What lines of the data below hold "derive"? Show them.

Extracted material START

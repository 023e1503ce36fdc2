// Copyright (c) 2025 Soumyadip Sarkar.
// All rights reserved.
//
// This source code is licensed under the license found in the
// LICENSE file in the root directory of this source tree.

use std::collections::BTreeMap;
use std::fmt;
use std::str::FromStr;

use chrono::{DateTime, NaiveDate, Utc};
use rust_decimal::Decimal;
use serde::{Deserialize, Deserializer, Serialize, Serializer};
use serde_json::Value;

use crate::error::ValidationError;

#[derive(Debug, Clone, PartialEq, Eq, Hash)]
pub enum TxKind {
    Income,
    Expense,
    /// Anything else found in a stored document, kept verbatim so it is
    /// written back and exported unchanged. Ignored by every aggregate.
    Other(String),
}

impl TxKind {
    pub fn as_str(&self) -> &str {
        match self {
            TxKind::Income => "income",
            TxKind::Expense => "expense",
            TxKind::Other(raw) => raw,
        }
    }
}

impl Default for TxKind {
    /// A record with no `type` at all.
    fn default() -> Self {
        TxKind::Other(String::new())
    }
}

impl Serialize for TxKind {
    fn serialize<S: Serializer>(&self, serializer: S) -> Result<S::Ok, S::Error> {
        serializer.serialize_str(self.as_str())
    }
}

impl<'de> Deserialize<'de> for TxKind {
    fn deserialize<D: Deserializer<'de>>(deserializer: D) -> Result<Self, D::Error> {
        let value = Value::deserialize(deserializer)?;
        Ok(match value.as_str() {
            Some("income") => TxKind::Income,
            Some("expense") => TxKind::Expense,
            _ => TxKind::Other(lenient_text(value)),
        })
    }
}

impl fmt::Display for TxKind {
    fn fmt(&self, f: &mut fmt::Formatter<'_>) -> fmt::Result {
        f.write_str(self.as_str())
    }
}

impl FromStr for TxKind {
    type Err = ValidationError;

    fn from_str(s: &str) -> Result<Self, Self::Err> {
        match s.trim().to_lowercase().as_str() {
            "income" => Ok(TxKind::Income),
            "expense" => Ok(TxKind::Expense),
            other => Err(ValidationError::UnknownKind(other.to_string())),
        }
    }
}

#[derive(Debug, Clone, PartialEq, Serialize, Deserialize)]
pub struct Transaction {
    #[serde(default, deserialize_with = "lenient_id")]
    pub id: i64,
    #[serde(rename = "type", default)]
    pub kind: TxKind,
    #[serde(default, deserialize_with = "lenient_string")]
    pub category: String,
    #[serde(default, deserialize_with = "lenient_amount")]
    pub amount: Decimal,
    /// Kept as entered; bucketing parses it and skips what it cannot read.
    #[serde(default, deserialize_with = "lenient_string")]
    pub date: String,
    #[serde(
        default,
        deserialize_with = "lenient_description",
        skip_serializing_if = "Option::is_none"
    )]
    pub description: Option<String>,
}

/// A transaction before the ledger has assigned it an id.
#[derive(Debug, Clone, PartialEq)]
pub struct NewTransaction {
    pub kind: TxKind,
    pub category: String,
    pub amount: Decimal,
    pub date: String,
    pub description: Option<String>,
}

impl NewTransaction {
    pub fn with_id(self, id: i64) -> Transaction {
        Transaction {
            id,
            kind: self.kind,
            category: self.category,
            amount: self.amount,
            date: self.date,
            description: self.description,
        }
    }
}

/// Text form of a stored scalar: strings as-is, numbers and booleans
/// printed, `null` and containers blank.
fn lenient_text(value: Value) -> String {
    match value {
        Value::String(s) => s,
        Value::Number(n) => n.to_string(),
        Value::Bool(b) => b.to_string(),
        _ => String::new(),
    }
}

fn lenient_string<'de, D>(deserializer: D) -> Result<String, D::Error>
where
    D: Deserializer<'de>,
{
    Ok(lenient_text(Value::deserialize(deserializer)?))
}

fn lenient_description<'de, D>(deserializer: D) -> Result<Option<String>, D::Error>
where
    D: Deserializer<'de>,
{
    Ok(match Value::deserialize(deserializer)? {
        Value::Null => None,
        other => Some(lenient_text(other)),
    })
}

fn lenient_id<'de, D>(deserializer: D) -> Result<i64, D::Error>
where
    D: Deserializer<'de>,
{
    let value = Value::deserialize(deserializer)?;
    Ok(match &value {
        Value::Number(n) => n.as_i64().or_else(|| n.as_f64().map(|f| f as i64)),
        Value::String(s) => s.trim().parse().ok(),
        _ => None,
    }
    .unwrap_or(0))
}

fn lenient_amount<'de, D>(deserializer: D) -> Result<Decimal, D::Error>
where
    D: Deserializer<'de>,
{
    let value = Value::deserialize(deserializer)?;
    Ok(coerce_amount(&value))
}

/// Numeric coercion for stored amounts: numbers and numeric strings are
/// read as-is, everything else counts as zero.
pub fn coerce_amount(value: &Value) -> Decimal {
    let parse = |s: &str| {
        let s = s.trim();
        if s.is_empty() {
            return Some(Decimal::ZERO);
        }
        s.parse::<Decimal>()
            .or_else(|_| Decimal::from_scientific(s))
            .ok()
    };
    match value {
        Value::Number(n) => parse(&n.to_string()),
        Value::String(s) => parse(s),
        Value::Bool(true) => Some(Decimal::ONE),
        _ => None,
    }
    .unwrap_or(Decimal::ZERO)
}

#[derive(Debug, Clone, Copy, PartialEq, Eq, Default, Serialize, Deserialize)]
#[serde(rename_all = "camelCase")]
pub struct Summary {
    pub income: Decimal,
    pub expense: Decimal,
    pub balance: Decimal,
    pub savings_rate: Decimal,
}

#[derive(Debug, Clone, PartialEq, Eq, Serialize, Deserialize)]
pub struct MonthlyBucket {
    pub month: String, // YYYY-MM
    pub total: Decimal,
}

/// Expense totals keyed by the category string as entered.
pub type CategoryTotals = BTreeMap<String, Decimal>;

#[derive(Debug, Clone, Default, PartialEq, Serialize, Deserialize)]
#[serde(rename_all = "camelCase")]
pub struct Meta {
    pub last_summary: Option<Summary>,
    pub last_updated: Option<DateTime<Utc>>,
}

#[derive(Debug, Clone, Copy, PartialEq, Eq, PartialOrd, Ord, Hash, Serialize, Deserialize)]
#[serde(rename_all = "snake_case")]
pub enum HabitId {
    LogDaily,
    NoFoodDelivery,
    ReviewDashboard,
}

impl HabitId {
    pub const ALL: [HabitId; 3] = [
        HabitId::LogDaily,
        HabitId::NoFoodDelivery,
        HabitId::ReviewDashboard,
    ];

    pub fn as_str(&self) -> &'static str {
        match self {
            HabitId::LogDaily => "log_daily",
            HabitId::NoFoodDelivery => "no_food_delivery",
            HabitId::ReviewDashboard => "review_dashboard",
        }
    }

    pub fn label(&self) -> &'static str {
        match self {
            HabitId::LogDaily => "Log expenses daily",
            HabitId::NoFoodDelivery => "No food delivery",
            HabitId::ReviewDashboard => "Review dashboard",
        }
    }
}

impl fmt::Display for HabitId {
    fn fmt(&self, f: &mut fmt::Formatter<'_>) -> fmt::Result {
        f.write_str(self.as_str())
    }
}

impl FromStr for HabitId {
    type Err = ValidationError;

    fn from_str(s: &str) -> Result<Self, Self::Err> {
        HabitId::ALL
            .into_iter()
            .find(|h| h.as_str() == s.trim())
            .ok_or_else(|| ValidationError::UnknownHabit(s.trim().to_string()))
    }
}

#[derive(Debug, Clone, Copy, PartialEq, Eq, Default, Serialize, Deserialize)]
#[serde(rename_all = "camelCase")]
pub struct HabitState {
    pub streak: u32,
    pub last_done: Option<NaiveDate>,
}

#[derive(Debug, Clone, PartialEq, Eq)]
pub struct Goal {
    pub name: String,
    pub amount: Decimal,
    pub months: u32,
}

#[derive(Debug, Clone, Copy, PartialEq, Eq, Serialize)]
pub struct SimulationParams {
    pub months: u32,
    pub income_growth_pct: Decimal,
    pub expense_growth_pct: Decimal,
}

#[derive(Debug, Clone, Copy, PartialEq, Eq, Serialize)]
pub struct ProjectionPoint {
    pub month: u32,
    pub value: Decimal,
}
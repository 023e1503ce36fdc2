// Copyright (c) AlphaVelocity.
// All rights reserved.
//
// This source code is licensed under the license found in the
// LICENSE file in the root directory of this source tree.

use crate::export::write_report;
use crate::session::Session;
use crate::utils::today;
use anyhow::{Result, bail};
use rusqlite::Connection;
use std::path::Path;

pub fn handle(conn: &Connection, m: &clap::ArgMatches) -> Result<()> {
    let dir = m.get_one::<String>("dir").unwrap();
    let session = Session::load(conn);
    let all = session.ledger().transactions();
    if all.is_empty() {
        bail!("No transactions to export.");
    }
    let path = write_report(Path::new(dir), today(), all)?;
    println!("Exported {} transactions to {}", all.len(), path.display());
    Ok(())
}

Extracted material END

Task solution:
#[derive(Debug, Clone, PartialEq, Eq, Hash)]
#[derive(Debug, Clone, PartialEq, Serialize, Deserialize)]
#[derive(Debug, Clone, PartialEq)]
#[derive(Debug, Clone, Copy, PartialEq, Eq, Default, Serialize, Deserialize)]
#[derive(Debug, Clone, PartialEq, Eq, Serialize, Deserialize)]
#[derive(Debug, Clone, Default, PartialEq, Serialize, Deserialize)]
#[derive(Debug, Clone, Copy, PartialEq, Eq, PartialOrd, Ord, Hash, Serialize, Deserialize)]
#[derive(Debug, Clone, Copy, PartialEq, Eq, Default, Serialize, Deserialize)]
#[derive(Debug, Clone, PartialEq, Eq)]
#[derive(Debug, Clone, Copy, PartialEq, Eq, Serialize)]
#[derive(Debug, Clone, Copy, PartialEq, Eq, Serialize)]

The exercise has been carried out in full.